BEGIN SOURCE MATERIAL

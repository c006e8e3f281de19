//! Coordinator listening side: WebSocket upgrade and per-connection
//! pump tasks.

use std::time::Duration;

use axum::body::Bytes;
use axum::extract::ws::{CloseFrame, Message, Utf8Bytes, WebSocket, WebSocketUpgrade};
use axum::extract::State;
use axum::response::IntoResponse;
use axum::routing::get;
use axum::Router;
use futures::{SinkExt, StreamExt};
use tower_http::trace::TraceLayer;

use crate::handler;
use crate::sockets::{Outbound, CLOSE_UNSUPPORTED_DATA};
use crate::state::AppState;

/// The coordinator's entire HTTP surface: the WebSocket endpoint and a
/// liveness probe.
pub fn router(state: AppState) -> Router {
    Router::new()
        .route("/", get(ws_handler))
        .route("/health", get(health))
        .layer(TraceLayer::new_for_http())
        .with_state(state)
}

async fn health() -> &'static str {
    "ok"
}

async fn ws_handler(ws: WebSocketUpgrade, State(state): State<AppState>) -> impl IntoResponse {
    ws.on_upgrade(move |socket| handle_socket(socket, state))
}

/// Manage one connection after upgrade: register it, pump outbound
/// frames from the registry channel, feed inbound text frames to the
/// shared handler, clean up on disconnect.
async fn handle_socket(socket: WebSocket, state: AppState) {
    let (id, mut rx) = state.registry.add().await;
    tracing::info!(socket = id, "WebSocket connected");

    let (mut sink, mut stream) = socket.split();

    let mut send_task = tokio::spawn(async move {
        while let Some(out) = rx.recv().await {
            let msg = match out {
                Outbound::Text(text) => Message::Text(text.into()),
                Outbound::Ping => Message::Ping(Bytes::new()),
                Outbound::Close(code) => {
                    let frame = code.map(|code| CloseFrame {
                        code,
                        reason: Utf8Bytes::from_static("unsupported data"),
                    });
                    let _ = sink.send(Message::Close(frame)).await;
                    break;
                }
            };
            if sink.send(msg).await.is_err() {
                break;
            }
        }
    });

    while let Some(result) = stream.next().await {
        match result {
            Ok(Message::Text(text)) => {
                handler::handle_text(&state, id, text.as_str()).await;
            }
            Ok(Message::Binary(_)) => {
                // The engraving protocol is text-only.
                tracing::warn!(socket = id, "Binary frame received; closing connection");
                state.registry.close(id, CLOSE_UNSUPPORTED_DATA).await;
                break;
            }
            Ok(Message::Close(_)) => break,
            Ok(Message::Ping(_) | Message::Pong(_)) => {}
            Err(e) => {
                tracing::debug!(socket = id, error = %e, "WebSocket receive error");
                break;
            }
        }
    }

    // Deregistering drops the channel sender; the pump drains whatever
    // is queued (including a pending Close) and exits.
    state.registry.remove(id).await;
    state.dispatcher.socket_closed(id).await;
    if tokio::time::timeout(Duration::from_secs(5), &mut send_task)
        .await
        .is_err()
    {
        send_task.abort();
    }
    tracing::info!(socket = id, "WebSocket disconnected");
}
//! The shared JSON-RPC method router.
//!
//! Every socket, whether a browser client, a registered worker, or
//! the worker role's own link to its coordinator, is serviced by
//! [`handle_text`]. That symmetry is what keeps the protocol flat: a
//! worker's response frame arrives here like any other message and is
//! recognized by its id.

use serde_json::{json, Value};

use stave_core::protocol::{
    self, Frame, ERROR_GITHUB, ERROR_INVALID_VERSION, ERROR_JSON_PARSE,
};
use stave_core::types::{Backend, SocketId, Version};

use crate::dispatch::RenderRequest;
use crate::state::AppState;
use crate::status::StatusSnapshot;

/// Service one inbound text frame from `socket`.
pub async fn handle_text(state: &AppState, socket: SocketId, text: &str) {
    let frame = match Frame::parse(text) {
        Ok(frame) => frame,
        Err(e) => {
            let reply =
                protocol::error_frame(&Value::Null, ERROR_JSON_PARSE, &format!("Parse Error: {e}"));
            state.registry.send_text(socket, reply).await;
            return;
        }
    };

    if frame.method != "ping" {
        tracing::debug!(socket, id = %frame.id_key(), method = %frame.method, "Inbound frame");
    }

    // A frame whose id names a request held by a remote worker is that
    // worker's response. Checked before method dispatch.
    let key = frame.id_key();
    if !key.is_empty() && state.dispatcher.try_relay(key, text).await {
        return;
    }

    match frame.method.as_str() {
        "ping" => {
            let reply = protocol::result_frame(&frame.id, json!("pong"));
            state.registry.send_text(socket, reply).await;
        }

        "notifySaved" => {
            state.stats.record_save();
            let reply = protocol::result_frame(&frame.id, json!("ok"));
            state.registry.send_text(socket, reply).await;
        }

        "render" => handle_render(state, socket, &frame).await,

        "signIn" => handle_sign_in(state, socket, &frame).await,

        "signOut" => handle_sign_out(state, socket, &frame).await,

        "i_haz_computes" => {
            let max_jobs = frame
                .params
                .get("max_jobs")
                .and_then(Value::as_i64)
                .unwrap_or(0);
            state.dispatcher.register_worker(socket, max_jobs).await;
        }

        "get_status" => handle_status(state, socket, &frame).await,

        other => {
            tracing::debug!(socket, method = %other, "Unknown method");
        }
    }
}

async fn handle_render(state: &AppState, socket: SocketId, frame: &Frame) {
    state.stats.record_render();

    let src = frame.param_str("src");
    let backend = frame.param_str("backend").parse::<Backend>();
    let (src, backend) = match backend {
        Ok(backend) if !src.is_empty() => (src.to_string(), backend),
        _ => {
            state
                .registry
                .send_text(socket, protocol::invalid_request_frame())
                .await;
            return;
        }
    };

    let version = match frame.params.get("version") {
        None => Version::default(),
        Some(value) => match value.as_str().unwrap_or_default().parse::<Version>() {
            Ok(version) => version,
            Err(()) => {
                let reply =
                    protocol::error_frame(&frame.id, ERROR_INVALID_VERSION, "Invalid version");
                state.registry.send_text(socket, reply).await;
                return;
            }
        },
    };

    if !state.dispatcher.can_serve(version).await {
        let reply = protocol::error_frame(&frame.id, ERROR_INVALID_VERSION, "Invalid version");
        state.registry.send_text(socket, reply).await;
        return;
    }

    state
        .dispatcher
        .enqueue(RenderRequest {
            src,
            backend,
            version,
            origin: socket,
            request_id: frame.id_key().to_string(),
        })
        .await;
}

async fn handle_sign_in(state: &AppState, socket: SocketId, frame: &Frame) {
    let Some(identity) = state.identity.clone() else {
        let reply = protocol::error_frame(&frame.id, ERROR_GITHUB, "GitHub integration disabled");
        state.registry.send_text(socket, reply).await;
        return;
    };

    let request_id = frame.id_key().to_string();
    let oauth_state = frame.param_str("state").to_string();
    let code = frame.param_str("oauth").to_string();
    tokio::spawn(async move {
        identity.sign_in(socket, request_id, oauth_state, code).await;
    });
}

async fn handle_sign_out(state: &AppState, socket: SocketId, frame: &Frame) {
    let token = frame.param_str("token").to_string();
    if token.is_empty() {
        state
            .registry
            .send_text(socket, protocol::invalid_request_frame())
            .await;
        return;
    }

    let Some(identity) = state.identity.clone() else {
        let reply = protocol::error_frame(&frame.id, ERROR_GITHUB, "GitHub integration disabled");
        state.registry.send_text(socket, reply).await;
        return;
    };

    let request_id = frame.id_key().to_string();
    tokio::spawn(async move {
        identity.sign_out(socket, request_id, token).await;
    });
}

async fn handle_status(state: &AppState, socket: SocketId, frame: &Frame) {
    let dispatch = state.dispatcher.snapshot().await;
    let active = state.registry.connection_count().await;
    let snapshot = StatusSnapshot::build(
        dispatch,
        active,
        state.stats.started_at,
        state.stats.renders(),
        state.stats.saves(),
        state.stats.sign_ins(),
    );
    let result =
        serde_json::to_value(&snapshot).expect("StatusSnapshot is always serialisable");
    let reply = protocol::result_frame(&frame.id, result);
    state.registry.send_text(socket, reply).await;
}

END SOURCE MATERIAL

**WORK TO COMPLETE**. The complete listing, transcribed exactly, is the expected answer.

**ANSWER FOR THIS EXERCISE**.
repository c006e8e3f281de19
//! Coordinator listening side: WebSocket upgrade and per-connection
//! pump tasks.

use std::time::Duration;

use axum::body::Bytes;
use axum::extract::ws::{CloseFrame, Message, Utf8Bytes, WebSocket, WebSocketUpgrade};
use axum::extract::State;
use axum::response::IntoResponse;
use axum::routing::get;
use axum::Router;
use futures::{SinkExt, StreamExt};
use tower_http::trace::TraceLayer;

use crate::handler;
use crate::sockets::{Outbound, CLOSE_UNSUPPORTED_DATA};
use crate::state::AppState;

/// The coordinator's entire HTTP surface: the WebSocket endpoint and a
/// liveness probe.
pub fn router(state: AppState) -> Router {
    Router::new()
        .route("/", get(ws_handler))
        .route("/health", get(health))
        .layer(TraceLayer::new_for_http())
        .with_state(state)
}

async fn health() -> &'static str {
    "ok"
}

async fn ws_handler(ws: WebSocketUpgrade, State(state): State<AppState>) -> impl IntoResponse {
    ws.on_upgrade(move |socket| handle_socket(socket, state))
}

/// Manage one connection after upgrade: register it, pump outbound
/// frames from the registry channel, feed inbound text frames to the
/// shared handler, clean up on disconnect.
async fn handle_socket(socket: WebSocket, state: AppState) {
    let (id, mut rx) = state.registry.add().await;
    tracing::info!(socket = id, "WebSocket connected");

    let (mut sink, mut stream) = socket.split();

    let mut send_task = tokio::spawn(async move {
        while let Some(out) = rx.recv().await {
            let msg = match out {
                Outbound::Text(text) => Message::Text(text.into()),
                Outbound::Ping => Message::Ping(Bytes::new()),
                Outbound::Close(code) => {
                    let frame = code.map(|code| CloseFrame {
                        code,
                        reason: Utf8Bytes::from_static("unsupported data"),
                    });
                    let _ = sink.send(Message::Close(frame)).await;
                    break;
                }
            };
            if sink.send(msg).await.is_err() {
                break;
            }
        }
    });

    while let Some(result) = stream.next().await {
        match result {
            Ok(Message::Text(text)) => {
                handler::handle_text(&state, id, text.as_str()).await;
            }
            Ok(Message::Binary(_)) => {
                // The engraving protocol is text-only.
                tracing::warn!(socket = id, "Binary frame received; closing connection");
                state.registry.close(id, CLOSE_UNSUPPORTED_DATA).await;
                break;
            }
            Ok(Message::Close(_)) => break,
            Ok(Message::Ping(_) | Message::Pong(_)) => {}
            Err(e) => {
                tracing::debug!(socket = id, error = %e, "WebSocket receive error");
                break;
            }
        }
    }

    // Deregistering drops the channel sender; the pump drains whatever
    // is queued (including a pending Close) and exits.
    state.registry.remove(id).await;
    state.dispatcher.socket_closed(id).await;
    if tokio::time::timeout(Duration::from_secs(5), &mut send_task)
        .await
        .is_err()
    {
        send_task.abort();
    }
    tracing::info!(socket = id, "WebSocket disconnected");
}
//! The shared JSON-RPC method router.
//!
//! Every socket, whether a browser client, a registered worker, or
//! the worker role's own link to its coordinator, is serviced by
//! [`handle_text`]. That symmetry is what keeps the protocol flat: a
//! worker's response frame arrives here like any other message and is
//! recognized by its id.

use serde_json::{json, Value};

use stave_core::protocol::{
    self, Frame, ERROR_GITHUB, ERROR_INVALID_VERSION, ERROR_JSON_PARSE,
};
use stave_core::types::{Backend, SocketId, Version};

use crate::dispatch::RenderRequest;
use crate::state::AppState;
use crate::status::StatusSnapshot;

/// Service one inbound text frame from `socket`.
pub async fn handle_text(state: &AppState, socket: SocketId, text: &str) {
    let frame = match Frame::parse(text) {
        Ok(frame) => frame,
        Err(e) => {
            let reply =
                protocol::error_frame(&Value::Null, ERROR_JSON_PARSE, &format!("Parse Error: {e}"));
            state.registry.send_text(socket, reply).await;
            return;
        }
    };

    if frame.method != "ping" {
        tracing::debug!(socket, id = %frame.id_key(), method = %frame.method, "Inbound frame");
    }

    // A frame whose id names a request held by a remote worker is that
    // worker's response. Checked before method dispatch.
    let key = frame.id_key();
    if !key.is_empty() && state.dispatcher.try_relay(key, text).await {
        return;
    }

    match frame.method.as_str() {
        "ping" => {
            let reply = protocol::result_frame(&frame.id, json!("pong"));
            state.registry.send_text(socket, reply).await;
        }

        "notifySaved" => {
            state.stats.record_save();
            let reply = protocol::result_frame(&frame.id, json!("ok"));
            state.registry.send_text(socket, reply).await;
        }

        "render" => handle_render(state, socket, &frame).await,

        "signIn" => handle_sign_in(state, socket, &frame).await,

        "signOut" => handle_sign_out(state, socket, &frame).await,

        "i_haz_computes" => {
            let max_jobs = frame
                .params
                .get("max_jobs")
                .and_then(Value::as_i64)
                .unwrap_or(0);
            state.dispatcher.register_worker(socket, max_jobs).await;
        }

        "get_status" => handle_status(state, socket, &frame).await,

        other => {
            tracing::debug!(socket, method = %other, "Unknown method");
        }
    }
}

async fn handle_render(state: &AppState, socket: SocketId, frame: &Frame) {
    state.stats.record_render();

    let src = frame.param_str("src");
    let backend = frame.param_str("backend").parse::<Backend>();
    let (src, backend) = match backend {
        Ok(backend) if !src.is_empty() => (src.to_string(), backend),
        _ => {
            state
                .registry
                .send_text(socket, protocol::invalid_request_frame())
                .await;
            return;
        }
    };

    let version = match frame.params.get("version") {
        None => Version::default(),
        Some(value) => match value.as_str().unwrap_or_default().parse::<Version>() {
            Ok(version) => version,
            Err(()) => {
                let reply =
                    protocol::error_frame(&frame.id, ERROR_INVALID_VERSION, "Invalid version");
                state.registry.send_text(socket, reply).await;
                return;
            }
        },
    };

    if !state.dispatcher.can_serve(version).await {
        let reply = protocol::error_frame(&frame.id, ERROR_INVALID_VERSION, "Invalid version");
        state.registry.send_text(socket, reply).await;
        return;
    }

    state
        .dispatcher
        .enqueue(RenderRequest {
            src,
            backend,
            version,
            origin: socket,
            request_id: frame.id_key().to_string(),
        })
        .await;
}

async fn handle_sign_in(state: &AppState, socket: SocketId, frame: &Frame) {
    let Some(identity) = state.identity.clone() else {
        let reply = protocol::error_frame(&frame.id, ERROR_GITHUB, "GitHub integration disabled");
        state.registry.send_text(socket, reply).await;
        return;
    };

    let request_id = frame.id_key().to_string();
    let oauth_state = frame.param_str("state").to_string();
    let code = frame.param_str("oauth").to_string();
    tokio::spawn(async move {
        identity.sign_in(socket, request_id, oauth_state, code).await;
    });
}

async fn handle_sign_out(state: &AppState, socket: SocketId, frame: &Frame) {
    let token = frame.param_str("token").to_string();
    if token.is_empty() {
        state
            .registry
            .send_text(socket, protocol::invalid_request_frame())
            .await;
        return;
    }

    let Some(identity) = state.identity.clone() else {
        let reply = protocol::error_frame(&frame.id, ERROR_GITHUB, "GitHub integration disabled");
        state.registry.send_text(socket, reply).await;
        return;
    };

    let request_id = frame.id_key().to_string();
    tokio::spawn(async move {
        identity.sign_out(socket, request_id, token).await;
    });
}

async fn handle_status(state: &AppState, socket: SocketId, frame: &Frame) {
    let dispatch = state.dispatcher.snapshot().await;
    let active = state.registry.connection_count().await;
    let snapshot = StatusSnapshot::build(
        dispatch,
        active,
        state.stats.started_at,
        state.stats.renders(),
        state.stats.saves(),
        state.stats.sign_ins(),
    );
    let result =
        serde_json::to_value(&snapshot).expect("StatusSnapshot is always serialisable");
    let reply = protocol::result_frame(&frame.id, result);
    state.registry.send_text(socket, reply).await;
}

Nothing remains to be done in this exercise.